- Theatrical release poster
- Directed by: Will Slocombe
- Written by: Brandon A. Cohen; Michael Doneger;
- Produced by: Michael Doneger; Blake Goza;
- Starring: Michael Doneger; Lyndsy Fonseca; Tommy Dewey; Rachel Resheff; Rumer Willis; Bruce Campbell;
- Cinematography: Kyle Klutz
- Edited by: Brad McLaughlin
- Music by: Rob Barbato
- Production companies: Cloverhill Pictures; Perspective Productions; Skyhook Productions;
- Distributed by: The Orchard
- Release dates: June 15, 2015 (Los Angeles Film Festival); July 28, 2015 (VOD);
- Running time: 88 minutes
- Country: United States
- Language: English

= The Escort (2015 film) =

2015 film by Will Slocombe

The Escort is a 2015 American romantic comedy-drama film directed by Will Slocombe, starring Michael Doneger and Lyndsy Fonseca.

Desperate for a good story to land a magazine job, sex-addicted journalist Mitch convinces high-class, Stanford-educated escort Natalie to allow him to shadow her.

==Plot==

High-end escort 'Victoria' often carries out role play scenarios for her generally wealthy clients. Journalist Mitch is a sex addict, whose friends and family worry about, as he is disinterested in entering a relationship. His friend and cousin JP constantly tries to set him up on dates, but he prefers to hook up anonymously via the sex app Climax. 'Victoria' and Mitch inadvertently meet in an elite bar, her seeking a client, he seeking his hookup.
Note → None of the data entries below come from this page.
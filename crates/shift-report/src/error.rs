use crate::config::ConfigError;
use crate::telemetry::TelemetryError;
use crate::workflows::checks::{DirectoryImportError, ServiceError};
use axum::http::StatusCode;
use axum::response::{IntoResponse, Response};
use axum::Json;
use serde_json::json;
use std::fmt;

#[derive(Debug)]
pub enum AppError {
    Config(ConfigError),
    Telemetry(TelemetryError),
    Io(std::io::Error),
    Server(axum::Error),
    Directory(DirectoryImportError),
    Workflow(ServiceError),
}

impl fmt::Display for AppError {
    fn fmt(&self, f: &mut fmt::Formatter<'_>) -> fmt::Result {
        match self {
            AppError::Config(err) => write!(f, "configuration error: {}", err),
            AppError::Telemetry(err) => write!(f, "telemetry error: {}", err),
            AppError::Io(err) => write!(f, "io error: {}", err),
            AppError::Server(err) => write!(f, "server error: {}", err),
            AppError::Directory(err) => write!(f, "directory import error: {}", err),
            AppError::Workflow(err) => write!(f, "workflow error: {}", err),
        }
    }
}

impl std::error::Error for AppError {
    fn source(&self) -> Option<&(dyn std::error::Error + 'static)> {
        match self {
            AppError::Config(err) => Some(err),
            AppError::Telemetry(err) => Some(err),
            AppError::Io(err) => Some(err),
            AppError::Server(err) => Some(err),
            AppError::Directory(err) => Some(err),
            AppError::Workflow(err) => Some(err),
        }
    }
}

impl IntoResponse for AppError {
    fn into_response(self) -> Response {
        let (status, message) = match &self {
            AppError::Workflow(err) if err.is_not_found() => (
                StatusCode::NOT_FOUND,
                "could not process the request".to_string(),
            ),
            AppError::Workflow(_)
            | AppError::Config(_)
            | AppError::Telemetry(_)
            | AppError::Io(_)
            | AppError::Server(_)
            | AppError::Directory(_) => (StatusCode::INTERNAL_SERVER_ERROR, self.to_string()),
        };

        let body = Json(json!({ "error": message }));
        (status, body).into_response()
    }
}

impl From<ConfigError> for AppError {
    fn from(value: ConfigError) -> Self {
        Self::Config(value)
    }
}

impl From<TelemetryError> for AppError {
    fn from(value: TelemetryError) -> Self {
        Self::Telemetry(value)
    }
}

impl From<std::io::Error> for AppError {
    fn from(value: std::io::Error) -> Self {
        Self::Io(value)
    }
}

impl From<axum::Error> for AppError {
    fn from(value: axum::Error) -> Self {
        Self::Server(value)
    }
}

impl From<DirectoryImportError> for AppError {
    fn from(value: DirectoryImportError) -> Self {
        Self::Directory(value)
    }
}

impl From<ServiceError> for AppError {
    fn from(value: ServiceError) -> Self {
        Self::Workflow(value)
    }
}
Mitch is fired from his newspaper job for having sex with an intern and because they are downsizing. He interviews at several places, but no one is hiring. Finally applying at a magazine, as the editor is not sure he would be a good fit, Mitch proposes he write an article on spec. So, she promises to hire him if he writes a more interesting article than his competitors.
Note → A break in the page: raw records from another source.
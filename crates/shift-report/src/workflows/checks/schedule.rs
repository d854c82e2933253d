//! Read-only collaborators fed from the staffing and finance spreadsheets.

use std::collections::BTreeMap;
use std::io::Read;
use std::str::FromStr;
use std::sync::Mutex;

use chrono::NaiveDate;
use rust_decimal::Decimal;
use serde::{Deserialize, Serialize};

use super::domain::ChatId;

/// Who works where on which day.
pub trait ShiftRoster: Send + Sync {
    /// Staff scheduled on `date`, optionally only at `location`.
    fn scheduled(&self, date: NaiveDate, location: Option<&str>)
        -> Result<Vec<ChatId>, SourceError>;
}

#[derive(Debug, Clone, PartialEq, Eq, Serialize, Deserialize)]
pub struct LedgerLine {
    pub location: String,
    pub amount: Decimal,
}

/// Daily revenue and safe balances per location.
pub trait LedgerSource: Send + Sync {
    fn revenue(&self, date: NaiveDate) -> Result<Vec<LedgerLine>, SourceError>;
    fn safe_balances(&self) -> Result<Vec<LedgerLine>, SourceError>;
}

#[derive(Debug, thiserror::Error)]
pub enum SourceError {
    #[error("source unavailable: {0}")]
    Unavailable(String),
    #[error("malformed source data: {0}")]
    Malformed(#[from] csv::Error),
    #[error("'{value}' is not a valid amount for {location}")]
    InvalidAmount { location: String, value: String },
}

type Shifts = BTreeMap<NaiveDate, Vec<(String, ChatId)>>;

#[derive(Debug, Default)]
pub struct InMemoryShiftRoster {
    shifts: Mutex<Shifts>,
}

fn poisoned(what: &str) -> SourceError {
    SourceError::Unavailable(format!("{what} lock poisoned"))
}

fn reader<R: Read>(source: R) -> csv::Reader<R> {
    csv::ReaderBuilder::new()
        .trim(csv::Trim::All)
        .from_reader(source)
}

fn push_shift(shifts: &mut Shifts, date: NaiveDate, location: &str, member: ChatId) {
    shifts
        .entry(date)
        .or_default()
        .push((location.to_string(), member));
}

impl InMemoryShiftRoster {
    pub fn assign(&self, date: NaiveDate, location: &str, member: ChatId) -> Result<(), SourceError> {
        let mut shifts = self.shifts.lock().map_err(|_| poisoned("roster"))?;
        push_shift(&mut shifts, date, location, member);
        Ok(())
    }

    /// Loads `date,location,chat_id` rows.
    pub fn from_csv<R: Read>(source: R) -> Result<Self, SourceError> {
        let mut shifts = Shifts::new();
        for row in reader(source).deserialize::<ShiftRow>() {
            let row = row?;
            push_shift(&mut shifts, row.date, &row.location, ChatId(row.chat_id));
        }
        Ok(Self {
            shifts: Mutex::new(shifts),
        })
    }
}

#[derive(Debug, Deserialize)]
struct ShiftRow {
    date: NaiveDate,
    location: String,
    chat_id: i64,
}

impl ShiftRoster for InMemoryShiftRoster {
    fn scheduled(
        &self,
        date: NaiveDate,
        location: Option<&str>,
    ) -> Result<Vec<ChatId>, SourceError> {
        let shifts = self
            .shifts
            .lock()
            .map_err(|_| poisoned("roster"))?;
        Ok(shifts
            .get(&date)
            .map(|entries| {
                entries
                    .iter()
                    .filter(|(at, _)| location.map_or(true, |wanted| at == wanted))
                    .map(|(_, member)| *member)
                    .collect()
            })
            .unwrap_or_default())
    }
}

#[derive(Debug, Default)]
pub struct InMemoryLedger {
    revenue: Mutex<BTreeMap<NaiveDate, Vec<LedgerLine>>>,
    safe: Mutex<Vec<LedgerLine>>,
}

impl InMemoryLedger {
    pub fn record_revenue(
        &self,
        date: NaiveDate,
        location: &str,
        amount: Decimal,
    ) -> Result<(), SourceError> {
        let mut revenue = self.revenue.lock().map_err(|_| poisoned("ledger"))?;
        revenue.entry(date).or_default().push(LedgerLine {
            location: location.to_string(),
            amount,
        });
        Ok(())
    }

    /// Latest balance per location; a later row replaces an earlier one.
    pub fn record_safe(&self, location: &str, amount: Decimal) -> Result<(), SourceError> {
        let mut safe = self.safe.lock().map_err(|_| poisoned("ledger"))?;
        safe.retain(|line| line.location != location);
        safe.push(LedgerLine {
            location: location.to_string(),
            amount,
        });
        Ok(())
    }

    /// Loads `date,location,amount` rows from the daily revenue export.
    pub fn load_revenue_csv<R: Read>(&self, source: R) -> Result<usize, SourceError> {
        let mut loaded = 0;
        for row in reader(source).deserialize::<RevenueRow>() {
            let row = row?;
            let amount = parse_amount(&row.location, &row.amount)?;
            self.record_revenue(row.date, &row.location, amount)?;
            loaded += 1;
        }
        Ok(loaded)
    }

    /// Loads `location,amount` rows from the safe balance export.
    pub fn load_safe_csv<R: Read>(&self, source: R) -> Result<usize, SourceError> {
        let mut loaded = 0;
        for row in reader(source).deserialize::<SafeRow>() {
            let row = row?;
            let amount = parse_amount(&row.location, &row.amount)?;
            self.record_safe(&row.location, amount)?;
            loaded += 1;
        }
        Ok(loaded)
    }
}

#[derive(Debug, Deserialize)]
struct RevenueRow {
    date: NaiveDate,
    location: String,
    amount: String,
}

#[derive(Debug, Deserialize)]
struct SafeRow {
    location: String,
    amount: String,
}

/// Spreadsheet exports may use a decimal comma and thousands spaces.
fn parse_amount(location: &str, raw: &str) -> Result<Decimal, SourceError> {
    let cleaned: String = raw
        .chars()
        .filter(|c| !c.is_whitespace())
        .map(|c| if c == ',' { '.' } else { c })
        .collect();
    Decimal::from_str(&cleaned).map_err(|_| SourceError::InvalidAmount {
        location: location.to_string(),
        value: raw.to_string(),
    })
}

impl LedgerSource for InMemoryLedger {
    fn revenue(&self, date: NaiveDate) -> Result<Vec<LedgerLine>, SourceError> {
        let revenue = self
            .revenue
            .lock()
            .map_err(|_| poisoned("ledger"))?;
        Ok(revenue.get(&date).cloned().unwrap_or_default())
    }

    fn safe_balances(&self) -> Result<Vec<LedgerLine>, SourceError> {
        let safe = self
            .safe
            .lock()
            .map_err(|_| poisoned("ledger"))?;
        Ok(safe.clone())
    }
}

#[cfg(test)]
mod tests {
    use super::*;

    #[test]
    fn roster_filters_by_location() {
        let date = NaiveDate::from_ymd_opt(2024, 7, 1).expect("valid date");
        let csv = "date,location,chat_id\n2024-07-01,North,1\n2024-07-01,South,2\n";
        let roster = InMemoryShiftRoster::from_csv(csv.as_bytes()).expect("roster parses");

        assert_eq!(
            roster.scheduled(date, Some("North")).expect("lookup"),
            vec![ChatId(1)]
        );
        assert_eq!(roster.scheduled(date, None).expect("lookup").len(), 2);
        let next = date.succ_opt().expect("valid date");
        assert!(roster.scheduled(next, None).expect("lookup").is_empty());
    }

    #[test]
    fn ledger_loads_spreadsheet_exports() {
        let date = NaiveDate::from_ymd_opt(2024, 6, 30).expect("valid date");
        let ledger = InMemoryLedger::default();
        let revenue = "date,location,amount\n\
                       2024-06-30,North,1250.50\n\
                       2024-06-30,South,\"1 749,50\"\n";
        let safe = "location,amount\nNorth,4000\nNorth,5000\n";

        assert_eq!(ledger.load_revenue_csv(revenue.as_bytes()).expect("revenue"), 2);
        assert_eq!(ledger.load_safe_csv(safe.as_bytes()).expect("safe"), 2);

        let lines = ledger.revenue(date).expect("revenue lookup");
        assert_eq!(lines[0].amount, Decimal::new(125_050, 2));
        assert_eq!(lines[1].amount, Decimal::new(174_950, 2));
        assert_eq!(
            ledger.safe_balances().expect("safe lookup"),
            vec![LedgerLine {
                location: "North".to_string(),
                amount: Decimal::new(5_000, 0),
            }]
        );
    }

    #[test]
    fn ledger_rejects_unparsable_amounts() {
        let ledger = InMemoryLedger::default();
        let result = ledger.load_safe_csv("location,amount\nSouth,lots\n".as_bytes());
        assert!(matches!(
            result,
            Err(SourceError::InvalidAmount { location, .. }) if location == "South"
        ));
    }
}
Mitch decides to write about 'Victoria', the Stanford-educated escort he met by chance. He again finds her in the hotel bar, but she is not interested. However, after a violent encounter with a client, she changes her mind, allowing Mitch to accompany her and provide security.

Mitch learns that Natalie (aka 'Victoria') also tutors school children in mathematics. She takes him home, where he meets Dana, her roommate and fellow sex-worker. Baffled as to why the educated and good-looking Natalie is an escort, she explains it is pay off student loans quickly.
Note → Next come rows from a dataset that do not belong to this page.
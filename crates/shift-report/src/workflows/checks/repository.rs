use std::fmt;

use chrono::{NaiveDate, NaiveDateTime, NaiveTime};
use serde::{Deserialize, Serialize};

use super::domain::{
    ChatId, CoverageAssignment, Location, NewReport, ReportId, ReportKind, ReportRecord,
    StaffMember,
};

/// Key of the one-report-per-location-per-kind-per-day index.
#[derive(Debug, Clone, PartialEq, Eq, PartialOrd, Ord, Hash, Serialize, Deserialize)]
pub struct UniqueKey {
    pub location: String,
    pub kind: ReportKind,
    pub add_date: NaiveDate,
}

impl UniqueKey {
    pub fn new(location: impl Into<String>, kind: ReportKind, add_date: NaiveDate) -> Self {
        Self {
            location: location.into(),
            kind,
            add_date,
        }
    }

    pub fn of(report: &NewReport) -> Self {
        Self::new(report.location.clone(), report.kind, report.add_date)
    }
}

impl fmt::Display for UniqueKey {
    fn fmt(&self, f: &mut fmt::Formatter<'_>) -> fmt::Result {
        write!(f, "{}/{}/{}", self.location, self.kind, self.add_date)
    }
}

/// Persistence for submitted reports.
///
/// `insert` is a conditional insert: for kinds limited to one report per day
/// it fails with [`RepositoryError::Duplicate`] instead of writing a second
/// row, so callers never depend on a separate lookup to keep the index clean.
pub trait ReportRepository: Send + Sync {
    fn insert(&self, report: NewReport) -> Result<ReportRecord, RepositoryError>;
    fn find_unique(&self, key: &UniqueKey) -> Result<Option<ReportRecord>, RepositoryError>;
    fn find_by_id(&self, id: ReportId) -> Result<ReportRecord, RepositoryError>;
    fn find_by_date_range(
        &self,
        kind: Option<ReportKind>,
        start: NaiveDate,
        end: NaiveDate,
    ) -> Result<Vec<ReportRecord>, RepositoryError>;
    /// Overwrites any previous verification of the same report.
    fn mark_verified(
        &self,
        id: ReportId,
        comment: &str,
        duration: NaiveTime,
        verified_at: NaiveDateTime,
    ) -> Result<ReportRecord, RepositoryError>;
}

/// Read access to locations, staff, and coverage assignments.
pub trait DirectoryRepository: Send + Sync {
    fn location(&self, name: &str) -> Result<Option<Location>, RepositoryError>;
    fn locations(&self) -> Result<Vec<Location>, RepositoryError>;
    fn coverage_assignments(&self) -> Result<Vec<CoverageAssignment>, RepositoryError>;
    fn staff(&self, chat_id: ChatId) -> Result<Option<StaffMember>, RepositoryError>;
    fn active_staff(&self) -> Result<Vec<StaffMember>, RepositoryError>;
}

#[derive(Debug, thiserror::Error)]
pub enum RepositoryError {
    #[error("report already exists for {key}")]
    Duplicate {
        key: UniqueKey,
        existing: Box<ReportRecord>,
    },
    #[error("record not found")]
    NotFound,
    #[error("repository unavailable: {0}")]
    Unavailable(String),
}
Before Natalie and Mitch can go out to the bar, she insists he dress more smartly, so he does not attract attention. When they arrive, she asks him to stay in the background, so nobody notices him. Mitch should only come forward if someone gives her problems.

Natalie and Mitch spend the next day getting to know each other. They go to a nail salon, then later play video games, all the while he asks her details. Natalie explains how she became an escort. Dana was already working as one, so she started with her pimp. Soon, Natalie decided she preferred to cut out the middle man, as he takes half the cut.

Mitch gets uncomfortable when Natalie has to call him over to get some aggressive guys off of her. He almost quits, but she reminds him he can produce a great article with what he learns. Mitch excuses himself to go, as his app has beeped. Natalie follows him, discovering his secret.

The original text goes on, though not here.